Para empezar, el estilo es una cosa que se va construyendo. No se nace con el estilo. Se va construyendo con el trabajo mismo.
Sí tienden a ser monstruosas. No me gusta pensar que las ilustraciones infantiles tengan que necesariamente ser lindas porque son para niños y niñas. Los niños están acostumbrados a otras cosas, ven y califican al mundo de otra manera. Para mí, de hecho, no debería haber una distinción para niños y para adultos. Lo que no existe a cierta edad son ciertos referentes vivenciales. Va a depender de tu entorno. Un niño que en un lado podría tener 13 años y está jugando a las canicas en otro lado tiene un arma y tiene que pelear. Es increíble como de comunidad a comunidad ese parámetro cambia.
Los monstruos son una manera muy interesante de metaforizar. No te identificas con la ilustración de la niña del pelo negro porque tienes el pelo de otro color, pero ves un monstruo horripilante y automáticamente eres tú. Como que te da chance de verdaderamente meterte en esa piel prestada de tinta.

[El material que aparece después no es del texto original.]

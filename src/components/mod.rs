//! The four browser components
//!
//! Components never reference each other. They emit [`UiEvent`](crate::events::UiEvent)s
//! that the container routes, and receive their inputs through plain method
//! calls.

pub mod near_me;
pub mod results;
pub mod tile;
pub mod type_filter;

pub use near_me::{GeoMapOverlay, NearQuery, OverlayState};
pub use results::{ResultsCoordinator, SearchApplied, SearchTicket};
pub use tile::SelectableTile;
pub use type_filter::TypeFilterSource;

LIJ Ibero: Entonces, ¿observas la diferencia de los ‘otros’ y la expresas pintando monstruos?
JG: No me gusta pensar eso. Yo no hago libros pensando en que los hago para cierta edad, cierto extracto económico, para cierto tipo de cultura. Para mi son multidireccionales. El problema cuando le pones el nombre de “libros para niños” es que, por miedo al que dirán o por cosas que vamos cargando históricamente, nos da miedo o pena decir que estoy leyendo un libro para niños. Se piensa que es algo menor y se dice ‘cómo voy a exponer mi nivel lector a eso’. La verdad es que es una tontería, un cliché que vamos arrastrando que no tiene ningún caso.

LIJ Ibero: ¿Siempre quisiste ser ilustrador?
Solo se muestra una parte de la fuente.